BEGIN

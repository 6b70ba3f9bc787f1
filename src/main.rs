// SPDX-License-Identifier: GPL-3.0-only
// Copyright (C) 2025 Brian Hetro <whee@smaertness.net>

//! Command-line interface for slack2doc.
//!
//! This binary provides the `slack2doc` command for converting a Slack
//! workspace export into one HTML or plain-text document per channel.

use lexopt::prelude::*;
use slack2doc::archive::{self, ChannelDir};
use slack2doc::metadata::{self, Directory};
use slack2doc::renderer::{self, OutputFormat};
use snafu::{ensure, prelude::*};
use std::path::{Path, PathBuf};
use tracing::{debug, info, warn};

/// Where to write the rendered output.
#[derive(Clone)]
enum OutputTarget {
    /// Write one file per channel to the specified directory.
    Directory(PathBuf),
    /// Write to stdout.
    Stdout,
}

#[allow(clippy::struct_excessive_bools)]
struct Cli {
    root: PathBuf,
    output: OutputTarget,
    channels: Option<Vec<String>>,
    project: Option<String>,
    format: OutputFormat,
    width: usize,
    utc: bool,
    unicode_emoji: bool,
    quiet: bool,
    verbose: bool,
    dry_run: bool,
    force: bool,
}

#[derive(Debug, Snafu)]
enum Error {
    #[snafu(display("failed to parse arguments: {source}"))]
    ParseArgs { source: lexopt::Error },

    #[snafu(display("{} is not a directory", path.display()))]
    NotADirectory { path: PathBuf },

    #[snafu(display("no channel with message files to output to stdout"))]
    NoChannelToStdout,

    #[snafu(display("cannot output multiple channels to stdout"))]
    MultipleChannelsToStdout,

    #[snafu(display("failed to load workspace metadata: {source}"))]
    LoadMetadata { source: metadata::MetadataError },

    #[snafu(display("{source}"))]
    LoadArchive { source: archive::ArchiveError },

    #[snafu(display("failed to create output directory: {source}"))]
    CreateOutputDir { source: std::io::Error },

    #[snafu(display("failed to write {}: {source}", path.display()))]
    WriteFile {
        path: PathBuf,
        source: std::io::Error,
    },
}

fn print_help() {
    println!(
        "\
{name} {version}
Convert Slack workspace exports to HTML or plain text

Usage: {name} [OPTIONS] <ROOT>

Arguments:
  <ROOT>  Export directory containing channels.json, users.json and one
          directory per channel

Options:
  -o, --output <DIR>        Output directory (default: <ROOT>, or - for stdout)
  -c, --channels <NAME>...  Only process these channels
  -p, --project <NAME>      Project name shown in document titles
  -F, --format <FORMAT>     Output format: html or text (default: html)
  -w, --width <N>           Wrap message text at N columns, 0 to disable (default: 100)
      --utc                 Show times in UTC instead of local time
      --unicode-emoji       Show emoji as Unicode characters where known

Other options:
  -q, --quiet               Only report warnings and errors
  -v, --verbose             Report skipped message content
  -n, --dry-run             Show what would be written without writing
  -f, --force               Overwrite existing output files
  -h, --help                Print help
  -V, --version             Print version

The RUST_LOG environment variable overrides --quiet and --verbose.",
        name = env!("CARGO_PKG_NAME"),
        version = env!("CARGO_PKG_VERSION"),
    );
}

fn parse_args() -> Result<Cli, lexopt::Error> {
    // Show help if no arguments provided
    if std::env::args().len() == 1 {
        print_help();
        std::process::exit(0);
    }

    let mut root: Option<PathBuf> = None;
    let mut output: Option<OutputTarget> = None;
    let mut channels: Option<Vec<String>> = None;
    let mut project = None;
    let mut format = OutputFormat::default();
    let mut width: usize = 100;
    let mut utc = false;
    let mut unicode_emoji = false;
    let mut quiet = false;
    let mut verbose = false;
    let mut dry_run = false;
    let mut force = false;

    let mut parser = lexopt::Parser::from_env();
    while let Some(arg) = parser.next()? {
        match arg {
            Short('o') | Long("output") => {
                let val: PathBuf = parser.value()?.parse()?;
                output = Some(if val == Path::new("-") {
                    OutputTarget::Stdout
                } else {
                    OutputTarget::Directory(val)
                });
            }
            Short('c') | Long("channels") => {
                let names = channels.get_or_insert_with(Vec::new);
                for val in parser.values()? {
                    names.push(val.string()?);
                }
            }
            Short('p') | Long("project") => project = Some(parser.value()?.string()?),
            Short('F') | Long("format") => format = parser.value()?.parse()?,
            Short('w') | Long("width") => {
                width = parser
                    .value()?
                    .parse()
                    .map_err(|_| "width must be a non-negative number")?;
            }
            Long("utc") => utc = true,
            Long("unicode-emoji") => unicode_emoji = true,
            Short('q') | Long("quiet") => quiet = true,
            Short('v') | Long("verbose") => verbose = true,
            Short('n') | Long("dry-run") => dry_run = true,
            Short('f') | Long("force") => force = true,
            Short('h') | Long("help") => {
                print_help();
                std::process::exit(0);
            }
            Short('V') | Long("version") => {
                println!("{} {}", env!("CARGO_PKG_NAME"), env!("CARGO_PKG_VERSION"));
                std::process::exit(0);
            }
            Value(val) if root.is_none() => root = Some(val.parse()?),
            _ => return Err(arg.unexpected()),
        }
    }

    let root = root.ok_or("missing required argument: <ROOT>")?;
    Ok(Cli {
        output: output.unwrap_or_else(|| OutputTarget::Directory(root.clone())),
        root,
        channels,
        project,
        format,
        width,
        utc,
        unicode_emoji,
        quiet,
        verbose,
        dry_run,
        force,
    })
}

/// Sends diagnostics to stderr, honoring `RUST_LOG` when set.
fn init_logging(cli: &Cli) {
    let default_filter = if cli.verbose {
        "debug"
    } else if cli.quiet {
        "warn"
    } else {
        "info"
    };
    tracing_subscriber::fmt()
        .with_env_filter(
            tracing_subscriber::EnvFilter::try_from_default_env()
                .unwrap_or_else(|_| default_filter.into()),
        )
        .with_writer(std::io::stderr)
        .with_target(false)
        .without_time()
        .init();
}

fn main() -> Result<(), Error> {
    let cli = parse_args().context(ParseArgsSnafu)?;
    init_logging(&cli);

    ensure!(cli.root.is_dir(), NotADirectorySnafu { path: &cli.root });

    let directory = Directory::load(&cli.root).context(LoadMetadataSnafu)?;
    debug!(
        channels = directory.channel_count(),
        users = directory.user_count(),
        "loaded workspace metadata"
    );

    let channels = select_channels(&cli)?;

    match &cli.output {
        OutputTarget::Stdout => {
            ensure!(!channels.is_empty(), NoChannelToStdoutSnafu);
            ensure!(channels.len() == 1, MultipleChannelsToStdoutSnafu);
            process_to_stdout(&channels[0], &directory, &cli)?;
        }
        OutputTarget::Directory(out_dir) => {
            if !cli.dry_run {
                std::fs::create_dir_all(out_dir).context(CreateOutputDirSnafu)?;
            }
            for dir in &channels {
                process_channel(dir, out_dir, &directory, &cli)?;
            }
        }
    }

    Ok(())
}

/// Lists the channels to convert, skipping those with no message files.
fn select_channels(cli: &Cli) -> Result<Vec<ChannelDir>, Error> {
    let found = archive::list_channels(&cli.root, cli.channels.as_deref())
        .context(LoadArchiveSnafu)?;

    if let Some(names) = &cli.channels {
        for name in names.iter().filter(|n| !found.iter().any(|c| &c.name == *n)) {
            warn!("no channel directory named {name}");
        }
    }

    Ok(found
        .into_iter()
        .filter(|dir| {
            if dir.files.is_empty() {
                debug!(channel = %dir.name, "skipping channel without message files");
                false
            } else {
                true
            }
        })
        .collect())
}

/// Creates render options from CLI arguments.
fn make_render_options(cli: &Cli) -> renderer::RenderOptions {
    renderer::RenderOptions {
        format: cli.format,
        width: cli.width,
        project: cli.project.clone(),
        utc: cli.utc,
        unicode_emoji: cli.unicode_emoji,
    }
}

/// Loads and renders a single channel.
fn render(dir: &ChannelDir, directory: &Directory, cli: &Cli) -> Result<String, Error> {
    let channel = archive::load_channel(dir).context(LoadArchiveSnafu)?;
    debug!(
        channel = %channel.name,
        messages = channel.message_count(),
        threads = channel.threads.len(),
        "loaded channel"
    );
    Ok(renderer::render_channel(
        &channel,
        directory,
        &make_render_options(cli),
    ))
}

/// Processes a single channel and outputs to stdout.
fn process_to_stdout(dir: &ChannelDir, directory: &Directory, cli: &Cli) -> Result<(), Error> {
    if cli.dry_run {
        info!("would output channel {}", dir.name);
        return Ok(());
    }

    print!("{}", render(dir, directory, cli)?);
    Ok(())
}

/// Processes a single channel and writes it to the output directory.
fn process_channel(
    dir: &ChannelDir,
    out_dir: &Path,
    directory: &Directory,
    cli: &Cli,
) -> Result<(), Error> {
    let out_path = out_dir.join(format!("{}.{}", dir.name, cli.format.extension()));

    // Handle dry-run mode
    if cli.dry_run {
        info!(
            "would write {} ({} files)",
            out_path.display(),
            dir.files.len()
        );
        return Ok(());
    }

    // Check if output exists and handle overwrite
    if out_path.exists() && !cli.force {
        warn!(
            "skipping {} (already exists, use --force to overwrite)",
            out_path.display()
        );
        return Ok(());
    }

    let document = render(dir, directory, cli)?;
    std::fs::write(&out_path, &document).context(WriteFileSnafu { path: &out_path })?;

    info!("wrote {}", out_path.display());
    Ok(())
}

END

Beginning with the first line above, could you copy every line exactly, up to and including the one with "converting a Slack"?

repository 6b70ba3f9bc787f1
filename src/main.rs
// SPDX-License-Identifier: GPL-3.0-only
// Copyright (C) 2025 Brian Hetro <whee@smaertness.net>

//! Command-line interface for slack2doc.
//!
//! This binary provides the `slack2doc` command for converting a Slack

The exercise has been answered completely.